The type of economy in which these take place is generally free-wheeling. That is, people lend, borrow, produce, sell, buy, and work and invest to earn as they please, and given competition, they make decisions based on what is most profitable. There are regulations that limit what they do, but because regulators are also dependent on funds from the same people, then they tend not to impose too many regulations.
Given the desire to maximize earnings coupled with competition, more credit is eventually concentrated among fewer people, who eventually control that economy and want to gain even more credit. Everyone else wants to earn more as well so that they can buy and use more.
Meanwhile, population increases due to lower infant mortality rates and more prosperity, while more prosperity leads to lower birth rates. But because there are large numbers of poor people worldwide, then population continues to increase, together with more energy and resources needed for that population and more energy and resources per capita as more people want basic needs and more.
That "more" was achieved through cheap energy, which is what the world had for some time, e.g., only a barrel of oil needed to get a hundred from the ground. But because the same planet from which resources are extracted is limited, then in time more energy is needed to get more resources, then the same amount of resources, then fewer resources.
More credit can be created to get more resources, which is what happened with shale, but in the long run, that only leads to increasing debt (which is what credit essentially is) and doesn't reverse the amount of energy needed to get more resources. Hence, diminishing returns, which affects not only resources extracted but even the energy needed to extract resources.
Meanwhile, as more resources are used, then more pollution takes place, with more carbon emissions. Couple that with chemical and air pollution, soil damage, etc., then the environment is damaged and resource availability is hampered.

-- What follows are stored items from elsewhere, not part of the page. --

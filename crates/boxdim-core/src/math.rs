//! Linear algebra type aliases and small geometric helpers.

use nalgebra::{Isometry3, Matrix3, Matrix4, Point2, Point3, Vector2, Vector3};

/// Scalar type used throughout the workspace (currently `f64`).
pub type Real = f64;

/// 2D vector with [`Real`] components.
pub type Vec2 = Vector2<Real>;
/// 3D vector with [`Real`] components.
pub type Vec3 = Vector3<Real>;
/// 2D point with [`Real`] coordinates (pixels unless stated otherwise).
pub type Pt2 = Point2<Real>;
/// 3D point with [`Real`] coordinates.
pub type Pt3 = Point3<Real>;
/// 3×3 matrix with [`Real`] entries.
pub type Mat3 = Matrix3<Real>;
/// 4×4 matrix with [`Real`] entries.
pub type Mat4 = Matrix4<Real>;
/// 3D rigid transform (SE(3)) using [`Real`].
pub type Iso3 = Isometry3<Real>;

/// Convert a 2D point in Euclidean coordinates into homogeneous coordinates.
///
/// Given a point `p = (x, y)`, returns the homogeneous vector `(x, y, 1)`.
pub fn to_homogeneous(p: &Pt2) -> Vec3 {
    Vec3::new(p.x, p.y, 1.0)
}

/// Convert a 3D homogeneous vector back to a 2D point.
///
/// The caller is responsible for ensuring that `w != 0`.
pub fn from_homogeneous(v: &Vec3) -> Pt2 {
    Pt2::new(v.x / v.z, v.y / v.z)
}

/// Planar Euclidean distance between two points.
pub fn distance_2d(a: &Pt2, b: &Pt2) -> Real {
    (a - b).norm()
}

/// Round `value` to `decimals` fractional digits, halves away from zero.
pub fn round_to(value: Real, decimals: u32) -> Real {
    let scale = (10.0 as Real).powi(decimals as i32);
    (value * scale).round() / scale
}

/// Angle in radians between two rotations, via the trace of `R_a^T R_b`.
pub fn rotation_angle_between(a: &Iso3, b: &Iso3) -> Real {
    let r_diff = a.rotation.to_rotation_matrix().transpose() * b.rotation.to_rotation_matrix();
    let cos_theta = ((r_diff.matrix().trace() - 1.0) * 0.5).clamp(-1.0, 1.0);
    cos_theta.acos()
}
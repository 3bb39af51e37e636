use boxdim_core::{distance_2d, ClassifiedVertices, PixelDimensions};

/// Apparent box extents in pixels.
///
/// Each extent averages the two silhouette edges that are parallel to it in
/// the box: `width` over `top-left_top` and `bottom-right_bottom`, `height`
/// over `top-right_top` and `bottom-left_bottom`, `tall` over the two
/// vertical edges.
pub fn pixel_dimensions(v: &ClassifiedVertices) -> PixelDimensions {
    let mean = |a: f64, b: f64| (a + b) * 0.5;
    PixelDimensions {
        width: mean(
            distance_2d(&v.top, &v.left_top),
            distance_2d(&v.bottom, &v.right_bottom),
        ),
        height: mean(
            distance_2d(&v.top, &v.right_top),
            distance_2d(&v.bottom, &v.left_bottom),
        ),
        tall: mean(
            distance_2d(&v.left_top, &v.left_bottom),
            distance_2d(&v.right_top, &v.right_bottom),
        ),
    }
}
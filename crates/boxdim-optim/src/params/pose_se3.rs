//! SE(3) parameter conversions.

use anyhow::{ensure, Result};
use boxdim_core::{Iso3, Real};
use nalgebra::{DVector, DVectorView, Translation3, UnitQuaternion, Vector3};

/// Number of parameters in a packed pose.
pub const POSE_DIM: usize = 6;

/// Convert an `Iso3` into a 6D vector `[rx, ry, rz, tx, ty, tz]`, where `r` is
/// the axis-angle (scaled axis) rotation.
pub fn iso3_to_se3_dvec(pose: &Iso3) -> DVector<Real> {
    let r = pose.rotation.scaled_axis();
    let t = pose.translation.vector;
    nalgebra::dvector![r.x, r.y, r.z, t.x, t.y, t.z]
}

/// Convert a 6D vector `[rx, ry, rz, tx, ty, tz]` into an `Iso3`.
pub fn se3_dvec_to_iso3(v: DVectorView<'_, Real>) -> Result<Iso3> {
    ensure!(
        v.len() == POSE_DIM,
        "expected se3 vector of length {POSE_DIM}, got {}",
        v.len()
    );
    let rot = UnitQuaternion::from_scaled_axis(Vector3::new(v[0], v[1], v[2]));
    let trans = Translation3::new(v[3], v[4], v[5]);
    Ok(Iso3::from_parts(trans, rot))
}
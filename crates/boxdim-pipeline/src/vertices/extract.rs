use super::polygon::{approx_closed_polygon, closed_perimeter};
use crate::ExtractionParams;
use boxdim_core::{Pt2, Real};
use image::GrayImage;
use imageproc::contours::{find_contours, BorderType};

/// Polygon vertices of every outermost shape in `mask`.
///
/// Any non-zero pixel is foreground. Each outer contour without a parent is
/// approximated by a closed polygon with tolerance
/// `epsilon_ratio * perimeter`; polygons with more than `max_vertices`
/// corners are dropped. The vertices of the remaining polygons are returned
/// as one flat list, polygon by polygon.
pub fn extract_vertices(mask: &GrayImage, params: &ExtractionParams) -> Vec<Pt2> {
    let contours = find_contours::<u32>(mask);
    let mut vertices = Vec::new();
    let mut kept = 0usize;

    for contour in contours
        .iter()
        .filter(|c| c.border_type == BorderType::Outer && c.parent.is_none())
    {
        let points: Vec<Pt2> = contour
            .points
            .iter()
            .map(|p| Pt2::new(p.x as Real, p.y as Real))
            .collect();
        let epsilon = params.epsilon_ratio * closed_perimeter(&points);
        let polygon = approx_closed_polygon(&points, epsilon);
        if polygon.len() <= params.max_vertices {
            kept += 1;
            vertices.extend(polygon);
        } else {
            log::trace!("dropping contour approximated by {} vertices", polygon.len());
        }
    }

    log::debug!(
        "extracted {} vertices from {kept} of {} contours",
        vertices.len(),
        contours.len()
    );
    vertices
}

#[cfg(test)]
mod tests {
    use super::*;
    use image::Luma;
    use imageproc::drawing::{draw_filled_rect_mut, draw_polygon_mut};
    use imageproc::point::Point;
    use imageproc::rect::Rect;

    const HEXAGON: [(i32, i32); 6] = [
        (200, 40),
        (330, 110),
        (320, 250),
        (190, 320),
        (70, 240),
        (80, 100),
    ];

    fn hexagon_mask() -> GrayImage {
        let mut mask = GrayImage::new(400, 360);
        let poly: Vec<Point<i32>> = HEXAGON.iter().map(|&(x, y)| Point::new(x, y)).collect();
        draw_polygon_mut(&mut mask, &poly, Luma([255u8]));
        mask
    }

    fn assert_near_all(found: &[Pt2], expected: &[(i32, i32)], tol: Real) {
        for &(x, y) in expected {
            let target = Pt2::new(x as Real, y as Real);
            let best = found
                .iter()
                .map(|p| (p - target).norm())
                .fold(Real::INFINITY, Real::min);
            assert!(best <= tol, "no vertex within {tol}px of {target}: {found:?}");
        }
    }

    #[test]
    fn filled_hexagon_yields_its_six_corners() {
        let vertices = extract_vertices(&hexagon_mask(), &ExtractionParams::default());
        assert_eq!(vertices.len(), 6, "{vertices:?}");
        assert_near_all(&vertices, &HEXAGON, 4.0);
    }

    #[test]
    fn empty_mask_yields_nothing() {
        let mask = GrayImage::new(64, 64);
        assert!(extract_vertices(&mask, &ExtractionParams::default()).is_empty());
    }

    #[test]
    fn holes_are_ignored() {
        let mut mask = GrayImage::new(200, 200);
        draw_filled_rect_mut(&mut mask, Rect::at(20, 20).of_size(150, 120), Luma([255u8]));
        draw_filled_rect_mut(&mut mask, Rect::at(60, 50).of_size(40, 30), Luma([0u8]));
        let vertices = extract_vertices(&mask, &ExtractionParams::default());
        assert_eq!(vertices.len(), 4, "{vertices:?}");
        assert_near_all(&vertices, &[(20, 20), (169, 20), (169, 139), (20, 139)], 1.5);
    }

    #[test]
    fn polygons_over_the_vertex_limit_are_dropped() {
        let mut mask = hexagon_mask();
        draw_filled_rect_mut(&mut mask, Rect::at(360, 300).of_size(30, 40), Luma([255u8]));

        let all = extract_vertices(&mask, &ExtractionParams::default());
        assert_eq!(all.len(), 10, "{all:?}");

        let squares_only = ExtractionParams {
            max_vertices: 4,
            ..ExtractionParams::default()
        };
        let vertices = extract_vertices(&mask, &squares_only);
        assert_eq!(vertices.len(), 4, "{vertices:?}");
        assert_near_all(&vertices, &[(360, 300), (389, 339)], 1.5);
    }
}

With that, the economy is also affected.
Thus, in order to maintain that capitalist economy, a lot of cheap energy (i.e., high energy return) will be needed to meet basic needs and wants of a growing population and growing resource demand per capita. In order to counter diminishing returns which affect energy return and extraction of resources, then additional energy is needed. To deal with environmental damage (including the effects of climate change), then energy on top of that.